Source records:
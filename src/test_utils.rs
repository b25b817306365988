//! Shared fixtures for the filter unit tests.
//!
//! Only compiled for tests. The images are small and hand-built so expected
//! pixel values can be worked out by hand next to each assertion.

use image::{ImageBuffer, Rgb, Rgba};
use imageproc::definitions::Image;

/// Pure primaries, mid-saturated tones, a dark olive and a neutral grey.
///
/// Row 0 holds the primaries, row 1 the softer colours. Every entry survives
/// an 8-bit HSV round trip within two steps per channel.
pub const PALETTE: [[u8; 3]; 8] = [
    [255, 0, 0],
    [0, 255, 0],
    [0, 0, 255],
    [128, 128, 128],
    [200, 150, 100],
    [100, 200, 150],
    [150, 100, 200],
    [50, 75, 25],
];

/// A `width`x`height` image where every pixel has the same colour.
pub fn flat_image(width: u32, height: u32, color: [u8; 3]) -> Image<Rgb<u8>> {
    ImageBuffer::from_pixel(width, height, Rgb(color))
}

/// 4x2 image laid out from [`PALETTE`] in row-major order.
pub fn palette_image() -> Image<Rgb<u8>> {
    ImageBuffer::from_fn(4, 2, |x, y| Rgb(PALETTE[(y * 4 + x) as usize]))
}

/// 5x5 grey-100 field with a single grey-200 pixel in the centre.
pub fn spike_image() -> Image<Rgb<u8>> {
    let mut image = flat_image(5, 5, [100, 100, 100]);
    image.put_pixel(2, 2, Rgb([200, 200, 200]));
    image
}

/// Vertical step: columns left of `width / 2` are `low`, the rest `high`.
pub fn step_edge_image(width: u32, height: u32, low: u8, high: u8) -> Image<Rgb<u8>> {
    ImageBuffer::from_fn(width, height, |x, _| {
        let level = if x < width / 2 { low } else { high };
        Rgb([level, level, level])
    })
}

/// Orange and teal stripes, one pixel wide, so every interior pixel sits on
/// an edge in both colour and brightness.
pub fn striped_image(width: u32, height: u32) -> Image<Rgb<u8>> {
    ImageBuffer::from_fn(width, height, |x, _| {
        if x % 2 == 0 {
            Rgb([230, 140, 40])
        } else {
            Rgb([30, 120, 140])
        }
    })
}

/// 2x2 cutout: an opaque, two partially transparent and one fully
/// transparent pixel, each with a distinct colour.
pub fn cutout_image() -> Image<Rgba<u8>> {
    let mut image = ImageBuffer::new(2, 2);
    image.put_pixel(0, 0, Rgba([210, 60, 30, 255]));
    image.put_pixel(1, 0, Rgba([40, 160, 90, 180]));
    image.put_pixel(0, 1, Rgba([20, 40, 200, 40]));
    image.put_pixel(1, 1, Rgba([77, 77, 77, 0]));
    image
}

/// Largest per-channel difference between two images, or `None` when their
/// dimensions differ.
pub fn max_channel_difference(a: &Image<Rgb<u8>>, b: &Image<Rgb<u8>>) -> Option<u8> {
    if a.dimensions() != b.dimensions() {
        return None;
    }
    let worst = a
        .as_raw()
        .iter()
        .zip(b.as_raw().iter())
        .map(|(&x, &y)| x.abs_diff(y))
        .max();
    Some(worst.unwrap_or(0))
}

#[cfg(test)]
mod tests {
    use super::*;

    #[test]
    fn palette_image_follows_palette_order() {
        let image = palette_image();
        assert_eq!(image.dimensions(), (4, 2));
        assert_eq!(image.get_pixel(2, 0), &Rgb([0, 0, 255]));
        assert_eq!(image.get_pixel(3, 1), &Rgb([50, 75, 25]));
    }

    #[test]
    fn step_edge_splits_at_half_width() {
        let image = step_edge_image(6, 2, 10, 90);
        assert_eq!(image.get_pixel(2, 1), &Rgb([10, 10, 10]));
        assert_eq!(image.get_pixel(3, 0), &Rgb([90, 90, 90]));
    }

    #[test]
    fn max_channel_difference_reports_worst_channel() {
        let a = flat_image(2, 2, [10, 20, 30]);
        let mut b = a.clone();
        b.put_pixel(1, 1, Rgb([10, 24, 27]));

        assert_eq!(max_channel_difference(&a, &a), Some(0));
        assert_eq!(max_channel_difference(&a, &b), Some(4));
        assert_eq!(max_channel_difference(&a, &flat_image(1, 2, [0, 0, 0])), None);
    }
}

Action item:
Show every line of the data in which the word "color" appears.

Result below:
pub fn flat_image(width: u32, height: u32, color: [u8; 3]) -> Image<Rgb<u8>> {
    ImageBuffer::from_pixel(width, height, Rgb(color))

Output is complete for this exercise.